Behaviors are learned by using reinforcements and punishments known as conditioning. Conditioning is a form of learning that takes place when an instance of spontaneous behavior is either reinforced by a reward or discouraged by punishment (Grice, 2010). Due to the fact that Manson grew up being passed around from one unstable home to another so he never learned proper behaviors by any type of positive conditioning. Manson was an only child and never spent much time around other family members or peers his age. He never experienced others his age going through the same time of conditioning and only had an idea from the negative sources in his life.

Anther fact is that children often learn what is acceptable by basing off of their parents own behavior. Not only was Manson never encouraged when performing good behavior, but he also saw his mother perform countless acts of negative behavior including crimes and prison time which surely influenced him. Perhaps because he only received negative attention for his negative behavior, he just became accustomed to the fact that it would be the only attention, period. This fact could also be the root to why Manson constantly committed crimes because he learned that if he needed something, he did anything he could to take it regardless of the possibility for reform school or prison sentences (secondary punishment). Later into his adulthood, Manson received reinforcement from his newly formed ‘family’ of followers which, to him, appeared to be positive and that seemed to fuel his wrong behavior even more. Obviously, Manson’s ideas of helping to get the race war started and ordering murders were highly negative, but he was still rewarded by his followers on the level of some kind of a deity. By having his bad behavior reinforced in such a positive way, Manson continued to develop his warped sense between right and wrong.

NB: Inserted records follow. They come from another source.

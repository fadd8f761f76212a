use alloc::collections::BTreeMap;

use cbus_icd::{
    BusFamily, Command, DeviceConfig, DeviceId, OneWireConfig, RomCode, Statistics, StatsReport,
    PAYLOAD_LEN,
};

use super::{lsb_first, push_all, BusDriver, Completion, Frame, Rejection, Taken, Transfer};
use crate::config::CbusConfig;
use crate::crc::crc8_maxim;
use crate::error::Error;
use crate::id::{rom_discriminator, OneWireLocation, MAX_CHANNEL};
use crate::lease::PinLease;
use crate::pins::{PinMask, PinReservation};
use crate::stats::{self, Traffic};
use crate::transceiver::{OneWireBus, OneWireHost};

/// ROM function command addressing a single device.
pub const MATCH_ROM: u8 = 0x55;
pub const MAX_CMD_BYTES: u8 = 2;
pub const MAX_ADDR_BYTES: u8 = 8;

const ROM_LEN: usize = 8;

struct OneWireDevice {
    location: OneWireLocation,
    rom_code: RomCode,
    cmd_bytes: u8,
    addr_bytes: u8,
    crc_check: bool,
    stats: Statistics,
}

/// 1-Wire devices, grouped into one bus per data pin.
pub struct OneWireDriver<H: OneWireHost> {
    host: H,
    buses: BTreeMap<u8, H::Bus>,
    devices: BTreeMap<DeviceId, OneWireDevice>,
    seed: u16,
    max_devices: usize,
    scan_limit: usize,
}

impl<H: OneWireHost> OneWireDriver<H> {
    pub fn new(host: H, config: &CbusConfig) -> Self {
        Self {
            host,
            buses: BTreeMap::new(),
            devices: BTreeMap::new(),
            seed: config.device_seed,
            max_devices: config.max_devices,
            scan_limit: config.scan_limit,
        }
    }

    pub fn host(&self) -> &H {
        &self.host
    }

    fn location(&self, pin: u8, channels: (u8, u8), rom_code: &RomCode) -> OneWireLocation {
        OneWireLocation {
            data_pin: pin,
            tx_channel: channels.0,
            rx_channel: channels.1,
            discriminator: rom_discriminator(self.seed, rom_code),
        }
    }

    fn collides(&self, id: DeviceId, taken: Taken<'_>) -> bool {
        self.devices.contains_key(&id) || taken(id)
    }

    fn attach_device(
        &mut self,
        pins: &dyn PinReservation,
        config: &OneWireConfig,
        taken: Taken<'_>,
    ) -> Result<DeviceId, Rejection> {
        let pin = config.data_pin;
        let mask = PinMask::pin(pin).ok_or(Error::BadArguments)?;
        if config.cmd_bytes > MAX_CMD_BYTES || config.addr_bytes > MAX_ADDR_BYTES {
            return Err(Error::BadArguments.into());
        }

        // A known bus fixes the identifier before anything is allocated.
        if let Some(bus) = self.buses.get(&pin) {
            let id = self.location(pin, bus.channels(), &config.rom_code).encode();
            if self.collides(id, taken) {
                warn!("1-Wire id {} already attached", id);
                return Err(Rejection { error: Error::DeviceExists, id });
            }
        }
        if self.devices.len() >= self.max_devices {
            return Err(Error::NoMemory.into());
        }

        let mut lease = None;
        if !self.buses.contains_key(&pin) {
            let guard = PinLease::acquire(pins, mask)?;
            let bus = self.host.open(pin).map_err(Error::from)?;
            let (tx, rx) = bus.channels();
            self.buses.insert(pin, bus);
            if tx > MAX_CHANNEL || rx > MAX_CHANNEL {
                error!("1-Wire host gave channels {}/{} on pin {}", tx, rx, pin);
                self.close_bus(pin);
                return Err(Error::Unknown.into());
            }
            lease = Some(guard);
        }

        let channels = match self.buses.get(&pin) {
            Some(bus) => bus.channels(),
            None => return Err(Error::Unknown.into()),
        };
        let location = self.location(pin, channels, &config.rom_code);
        let id = location.encode();

        if self.collides(id, taken) {
            warn!("1-Wire id {} already attached", id);
            if lease.is_some() {
                self.close_bus(pin);
            }
            return Err(Rejection { error: Error::DeviceExists, id });
        }
        if let Some(lease) = lease {
            lease.commit();
        }

        self.devices.insert(
            id,
            OneWireDevice {
                location,
                rom_code: config.rom_code,
                cmd_bytes: config.cmd_bytes,
                addr_bytes: config.addr_bytes,
                crc_check: config.crc_check,
                stats: Statistics::default(),
            },
        );
        info!("1-Wire device {} attached on pin {}", id, pin);
        Ok(id)
    }

    /// Hand the bus back to the host. The pin stays reserved.
    fn close_bus(&mut self, pin: u8) {
        if let Some(bus) = self.buses.remove(&pin) {
            if let Err(e) = self.host.close(bus) {
                warn!("closing 1-Wire bus on pin {} failed: {}", pin, e);
            }
        }
    }

    fn scan(
        &mut self,
        pins: &dyn PinReservation,
        transfer: Transfer<'_>,
    ) -> Result<Completion, Error> {
        let pin = OneWireLocation::decode(transfer.device_id).data_pin;
        let mask = PinMask::pin(pin).ok_or(Error::BadArguments)?;
        let limit = self.scan_limit.min(PAYLOAD_LEN / ROM_LEN);

        let mut temporary = None;
        let mut lease = None;
        let bus = match self.buses.get_mut(&pin) {
            Some(bus) => bus,
            None => {
                lease = Some(PinLease::acquire(pins, mask)?);
                debug!("opening temporary 1-Wire bus on pin {}", pin);
                temporary.insert(self.host.open(pin)?)
            }
        };

        let mut found = 0;
        let mut outcome = Ok(());
        for rom in bus.search().take(limit) {
            match rom {
                Ok(rom) => {
                    transfer.payload[found * ROM_LEN..][..ROM_LEN].copy_from_slice(&rom.0);
                    found += 1;
                }
                Err(e) => {
                    outcome = Err(Error::from(e));
                    break;
                }
            }
        }

        if let Some(bus) = temporary {
            if let Err(e) = self.host.close(bus) {
                warn!("closing temporary 1-Wire bus on pin {} failed: {}", pin, e);
            }
        }
        drop(lease);

        outcome?;
        debug!("1-Wire scan on pin {} found {} devices", pin, found);
        Ok(Completion {
            id: DeviceId(found as u32),
            out_len: found * ROM_LEN,
        })
    }
}

/// MATCH ROM, the ROM code in wire order, then command and address bytes.
fn addressing(device: &OneWireDevice, transfer: &Transfer<'_>) -> Result<Frame, Error> {
    let mut frame = Frame::new();
    push_all(&mut frame, [MATCH_ROM])?;
    push_all(&mut frame, device.rom_code.wire_order())?;
    push_all(&mut frame, lsb_first(u64::from(transfer.device_command), device.cmd_bytes))?;
    push_all(&mut frame, lsb_first(transfer.register_address, device.addr_bytes))?;
    Ok(frame)
}

fn exchange<B: OneWireBus>(
    bus: &mut B,
    device: &OneWireDevice,
    transfer: &mut Transfer<'_>,
) -> Result<Traffic, Error> {
    let mut frame = addressing(device, transfer)?;
    if transfer.command != Command::Read {
        push_all(&mut frame, transfer.payload[..transfer.in_len].iter().copied())?;
    }
    let receive = if transfer.command.is_read() { transfer.out_len } else { 0 };
    if transfer.command.is_read() && receive == 0 {
        return Err(Error::BadArguments);
    }

    bus.reset()?;
    bus.write(&frame)?;
    if receive > 0 {
        bus.read(&mut transfer.payload[..receive])?;
        if device.crc_check && crc8_maxim(&transfer.payload[..receive]) != 0 {
            return Err(Error::BadCrc);
        }
    }
    Ok(Traffic::new(frame.len(), receive))
}

fn probe<B: OneWireBus>(bus: &mut B, rom_code: &RomCode) -> Result<Traffic, Error> {
    for found in bus.search() {
        if found? == *rom_code {
            return Ok(Traffic::NONE);
        }
    }
    Err(Error::DeviceNotAcknowledged)
}

impl<H: OneWireHost> BusDriver for OneWireDriver<H> {
    fn family(&self) -> BusFamily {
        BusFamily::OneWire
    }

    fn attach(
        &mut self,
        pins: &dyn PinReservation,
        config: &DeviceConfig,
        taken: Taken<'_>,
    ) -> Result<DeviceId, Rejection> {
        match config {
            DeviceConfig::OneWire(config) => self.attach_device(pins, config, taken),
            _ => Err(Error::BadArguments.into()),
        }
    }

    fn detach(&mut self, pins: &dyn PinReservation, id: DeviceId) -> Result<(), Error> {
        let device = self.devices.remove(&id).ok_or(Error::DeviceNotFound)?;
        let pin = device.location.data_pin;
        info!("1-Wire device {} detached", id);

        if !self.devices.values().any(|d| d.location.data_pin == pin) {
            self.close_bus(pin);
            pins.free(pin);
        }
        Ok(())
    }

    fn execute(
        &mut self,
        pins: &dyn PinReservation,
        mut transfer: Transfer<'_>,
    ) -> Result<Completion, Error> {
        transfer.check_lengths()?;
        if transfer.command == Command::Scan {
            return self.scan(pins, transfer);
        }

        let id = transfer.device_id;
        let device = self.devices.get_mut(&id).ok_or(Error::DeviceNotFound)?;
        let bus = self
            .buses
            .get_mut(&device.location.data_pin)
            .ok_or(Error::Unknown)?;

        let outcome = match transfer.command {
            Command::Reset => bus.reset().map(|()| Traffic::NONE).map_err(Error::from),
            Command::Probe => probe(bus, &device.rom_code),
            Command::Read | Command::Write | Command::ReadWrite => {
                exchange(bus, device, &mut transfer)
            }
            _ => Err(Error::NotUsed),
        };
        stats::account(&mut device.stats, &outcome);

        let traffic = outcome?;
        trace!("1-Wire {} sent {} received {}", id, traffic.sent, traffic.received);
        Ok(Completion { id, out_len: traffic.received })
    }

    fn describe(&self, id: DeviceId, out: &mut [u8]) -> Result<usize, Error> {
        let device = self.devices.get(&id).ok_or(Error::DeviceNotFound)?;
        let location = &device.location;
        stats::describe(
            out,
            format_args!(
                "{} @ 1w/g{:02}t{}r{}",
                device.rom_code, location.data_pin, location.tx_channel, location.rx_channel
            ),
        )
    }

    fn stats(&self, id: DeviceId) -> Result<StatsReport, Error> {
        let device = self.devices.get(&id).ok_or(Error::DeviceNotFound)?;
        Ok(StatsReport {
            statistics: device.stats,
            identity: device.rom_code.to_u64(),
        })
    }

    fn contains(&self, id: DeviceId) -> bool {
        self.devices.contains_key(&id)
    }

    fn device_count(&self) -> usize {
        self.devices.len()
    }

    fn bus_count(&self) -> usize {
        self.buses.len()
    }
}
//! Capabilities the registry needs from the electrical layer.
//!
//! A host creates physical buses from pins and tears them down again. The
//! registry owns every bus it opens and hands it back to its host on
//! close, so a host never has to track buses itself.

use cbus_icd::RomCode;

use crate::error::{OpenError, TransceiverError};

/// Creates 1-Wire buses, each bound to a data pin and a channel pair.
pub trait OneWireHost {
    type Bus: OneWireBus;

    fn open(&mut self, data_pin: u8) -> Result<Self::Bus, OpenError>;

    /// Release the channel pair. The pin itself is freed by the caller.
    fn close(&mut self, bus: Self::Bus) -> Result<(), TransceiverError>;
}

pub trait OneWireBus {
    /// `(tx, rx)` channel indices, 0-7 each.
    fn channels(&self) -> (u8, u8);

    /// Reset pulse. `NotAcknowledged` when no device answers with presence.
    fn reset(&mut self) -> Result<(), TransceiverError>;

    fn write(&mut self, bytes: &[u8]) -> Result<(), TransceiverError>;

    fn read(&mut self, buf: &mut [u8]) -> Result<(), TransceiverError>;

    /// ROM search. Yields ROM codes in external byte order until the bus is
    /// exhausted.
    fn search(
        &mut self,
    ) -> impl Iterator<Item = Result<RomCode, TransceiverError>> + '_;
}

/// Per-device addressing handed to every I2C transfer.
#[derive(Debug, Clone, Copy, PartialEq, Eq)]
#[cfg_attr(feature = "defmt", derive(defmt::Format))]
pub struct I2cTarget {
    pub address: u16,
    pub ten_bit_address: bool,
    pub speed_hz: u32,
    /// Treat a NACK as failure.
    pub ack_check: bool,
    pub timeout_ms: u8,
}

/// Creates I2C controllers on an (scl, sda) pin pair.
pub trait I2cHost {
    type Bus: I2cBus;

    /// Returns the controller index (0-3) together with the bus.
    fn open(&mut self, scl_pin: u8, sda_pin: u8) -> Result<(u8, Self::Bus), OpenError>;

    fn close(&mut self, bus: Self::Bus) -> Result<(), TransceiverError>;
}

pub trait I2cBus {
    fn write(&mut self, target: &I2cTarget, bytes: &[u8]) -> Result<(), TransceiverError>;

    fn read(&mut self, target: &I2cTarget, buf: &mut [u8]) -> Result<(), TransceiverError>;

    /// Transmit then receive, repeated start in between.
    fn write_read(
        &mut self,
        target: &I2cTarget,
        bytes: &[u8],
        buf: &mut [u8],
    ) -> Result<(), TransceiverError>;

    /// Address-only transaction. `NotAcknowledged` when nobody answers.
    fn probe(&mut self, address: u16, timeout_ms: u8) -> Result<(), TransceiverError>;
}

/// Pins shared by every device on an SPI host.
#[derive(Debug, Clone, Copy, PartialEq, Eq, Default)]
#[cfg_attr(feature = "defmt", derive(defmt::Format))]
pub struct SpiPins {
    pub miso: u8,
    pub mosi: u8,
    pub sclk: u8,
}

/// Per-device settings of an SPI transfer.
#[derive(Debug, Clone, Copy, PartialEq, Eq, Default)]
#[cfg_attr(feature = "defmt", derive(defmt::Format))]
pub struct SpiTarget {
    pub cs_pin: u8,
    pub mode: u8,
    pub command_bits: u8,
    pub address_bits: u8,
    pub dummy_bits: u8,
    pub clock_hz: u32,
    pub cs_pretrans: u8,
    pub cs_posttrans: u8,
    pub input_delay_ns: u8,
}

/// Bytes that fit in the transaction descriptor itself.
pub const SPI_INLINE_TX: usize = 4;

/// Transmit phase of an SPI transfer.
#[derive(Debug, Clone, Copy, PartialEq, Eq)]
pub enum SpiTx<'a> {
    None,
    Inline { data: [u8; SPI_INLINE_TX], len: u8 },
    /// DMA-capable scratch buffer.
    Buffer(&'a [u8]),
}

impl SpiTx<'_> {
    pub fn bytes(&self) -> &[u8] {
        match self {
            SpiTx::None => &[],
            SpiTx::Inline { data, len } => &data[..usize::from(*len).min(SPI_INLINE_TX)],
            SpiTx::Buffer(bytes) => bytes,
        }
    }
}

/// One half-duplex SPI transaction.
#[derive(Debug)]
pub struct SpiTransfer<'a> {
    pub command: u16,
    pub address: u64,
    pub tx: SpiTx<'a>,
    pub rx: &'a mut [u8],
}

/// Creates SPI hosts in a fixed number of hardware slots.
pub trait SpiHost {
    type Bus: SpiBus;

    /// Hardware SPI hosts available to the registry.
    fn slots(&self) -> u8;

    fn open(&mut self, slot: u8, pins: SpiPins) -> Result<Self::Bus, OpenError>;

    fn close(&mut self, bus: Self::Bus) -> Result<(), TransceiverError>;
}

pub trait SpiBus {
    fn polling_transmit(
        &mut self,
        target: &SpiTarget,
        transfer: SpiTransfer<'_>,
    ) -> Result<(), TransceiverError>;
}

Gordon Allport’s Trait Theory

Our proprium (or sense of self) develops through our early childhood environment. Manson developed a warped sense of himself through his early childhood. His held a self-identity because he knew he existed, but his self-esteem and pride had been highly impacted in a negative way. His own mother rejected him a number of times and he experienced numerous events of humiliation. Because self-image consists of learned expectations of the roles we are required to enact and aspirations for the future, his was warped through the examples set by his role models. He was not able to learn the correct acceptable behaviors and therefore, his goals for his future were based on crime and punishment. The traits that he learned though childhood development were predictors for his future behavior.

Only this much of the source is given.